ELEPHAS LTD WOULD NOT BE ABLE TO PROVIDE THE AFFILIATE PROGRAM TO YOU ON AN ECONOMICALLY REASONABLE BASIS WITHOUT THESE LIMITATIONS.
15. Indemnification
You agree, to the extent permissible under applicable laws, to indemnify, defend, and hold harmless Elephas Ltd, and its successors, affiliated companies, contractors, officers, directors, employees, agents and its third-party suppliers, licensors, and partners (“Elephas Ltd Parties") from and against all losses, damages, liabilities, demands, judgements, settlements, costs and expenses of any kind (including legal fees and expenses), from any claim or demand made by any third-party relating to or arising out of (i) the affiliate services provided by you; (ii) your breach or alleged breach of this Affiliate Agreement, or any violation of the Affiliate Agreement; (iii) any breach of the representations, warranties, and covenants made herein; (iv) your failure to comply with Applicable Laws (including any failure to obtain or provide any necessary consent or notice); (v) the infringement by you of any intellectual property, privacy, or other right of any person or entity, including in connection with your affiliate marketing, or (vi) your breach or alleged breach of any interaction, agreement, or policy between you and any other party. Elephas Ltd reserves the right, at your expense, to assume the exclusive defence and control of any matter for which you are required to indemnify Elephas Ltd, and you agree to cooperate with Elephas Ltd in defence of these claims. You agree not to settle any such matter without the prior written consent of Elephas Ltd. Elephas Ltd will use reasonable efforts to notify you of any such claim, action, or proceeding upon becoming aware of it.
16. Entire Agreement
This Agreement represents the entire understanding between the parties and supersedes any prior agreements or understandings, whether written or verbal.
17. Severability
If any provision of this Agreement is found to be invalid, illegal, or unenforceable in any respect, the validity, legality, and enforceability of the remaining provisions shall not be affected or impaired in any way. The parties shall endeavour to replace any invalid or unenforceable provision with a valid and enforceable provision that most closely aligns with the original intent and purpose of the Agreement.
18. Waiver
A failure to enforce any provision of this Agreement does not constitute a waiver of the right to enforce that provision or any other provision in the future.

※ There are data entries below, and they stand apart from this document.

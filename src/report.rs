//! Human-readable output for boot test runs.

use colored::Colorize;
use std::path::Path;
use std::time::Duration;

use crate::orchestrator::{BootOutcome, BootReport};

pub fn header(name: &str, description: &str) {
    println!("{}", name.bold());
    println!("  {}", description);
    println!();
}

pub fn step_started(ordinal: usize, name: &str) {
    println!("{} {:2}. {}...", "▶".cyan(), ordinal, name);
}

pub fn step_finished(passed: bool, elapsed: Duration) {
    let secs = elapsed.as_secs_f64();
    if passed {
        println!("      {} ({:.1}s)", "PASS".green().bold(), secs);
    } else {
        println!("      {} ({:.1}s)", "FAIL".red().bold(), secs);
    }
}

/// Print the captured output and the verdict.
pub fn print(report: &BootReport) {
    println!();
    println!("{}", "━".repeat(60));

    match &report.outcome {
        BootOutcome::Passed => {
            println!("{}", "Output:".bold());
            for line in &report.output {
                println!("  {}", line);
            }
            println!("{}", "━".repeat(60));
            println!();
            println!(
                "{} {} passed ({} steps, {:.1}s)",
                "✓".green().bold(),
                report.test_name,
                report.subtests.len(),
                report.duration_secs
            );
        }
        BootOutcome::Failed {
            subtest,
            ordinal,
            kind,
            reason,
            captured,
        } => {
            println!("{} (last {} lines)", "Output:".bold(), captured.len());
            for line in captured {
                println!("  {}", escape_control(line));
            }
            println!("{}", "━".repeat(60));
            println!();
            if *ordinal == 0 {
                println!("{} {} could not start", "✗".red().bold(), report.test_name);
            } else {
                println!(
                    "{} {} failed at step {}: {}",
                    "✗".red().bold(),
                    report.test_name,
                    ordinal,
                    subtest
                );
            }
            println!("    {} {}", format!("{kind}:").yellow(), reason);
        }
    }
}

/// Make control characters (`\r` above all) visible without touching any
/// other text the target printed.
fn escape_control(line: &str) -> String {
    let mut out = String::with_capacity(line.len());
    for c in line.chars() {
        if c.is_control() {
            out.extend(c.escape_default());
        } else {
            out.push(c);
        }
    }
    out
}

/// Write the report as pretty JSON.
pub fn write_json(report: &BootReport, path: &Path) -> anyhow::Result<()> {
    use anyhow::Context;
    let json = serde_json::to_string_pretty(report)?;
    std::fs::write(path, json).with_context(|| format!("Writing {}", path.display()))?;
    Ok(())
}

#[cfg(test)]
mod tests {
    use super::*;
    use crate::orchestrator::SubtestRecord;

    #[test]
    fn escapes_only_control_characters() {
        assert_eq!(
            escape_control("12%\r100% \"done\" in C:\\boot 'ok'"),
            "12%\\r100% \"done\" in C:\\boot 'ok'"
        );
        assert_eq!(escape_control("\x1b[0mtab\there"), "\\u{1b}[0mtab\\there");
        assert_eq!(escape_control("plain line"), "plain line");
    }

    #[test]
    fn json_report_is_written_to_disk() {
        let report = BootReport {
            test_name: "json".to_string(),
            description: "socket pair".to_string(),
            outcome: BootOutcome::Failed {
                subtest: "Checking for the string: 'x'".to_string(),
                ordinal: 1,
                kind: "TimeoutError".to_string(),
                reason: "timed out after 1s waiting for 'x'".to_string(),
                captured: vec!["boot".to_string()],
            },
            subtests: vec![SubtestRecord {
                ordinal: 1,
                name: "Checking for the string: 'x'".to_string(),
                passed: false,
                duration_secs: 1.0,
            }],
            output: vec!["boot".to_string()],
            duration_secs: 1.0,
        };

        let dir = tempfile::tempdir().unwrap();
        let path = dir.path().join("report.json");
        write_json(&report, &path).unwrap();

        let json: serde_json::Value =
            serde_json::from_str(&std::fs::read_to_string(&path).unwrap()).unwrap();
        assert_eq!(json["outcome"]["status"], "failed");
        assert_eq!(json["outcome"]["kind"], "TimeoutError");
        assert_eq!(json["outcome"]["captured"][0], "boot");
    }
}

By participating in the Program, you acknowledge and explicitly agree to the terms and conditions outlined in this Agreement. It is important to understand that this Agreement is legally binding, and your agreement to its terms is sufficient for its enforcement, without the need for a physical or electronic signature.
19. Effective Date
The effective date of this Agreement is the date on which The Affiliate confirms acceptance to this agreement as part of their application to the Program.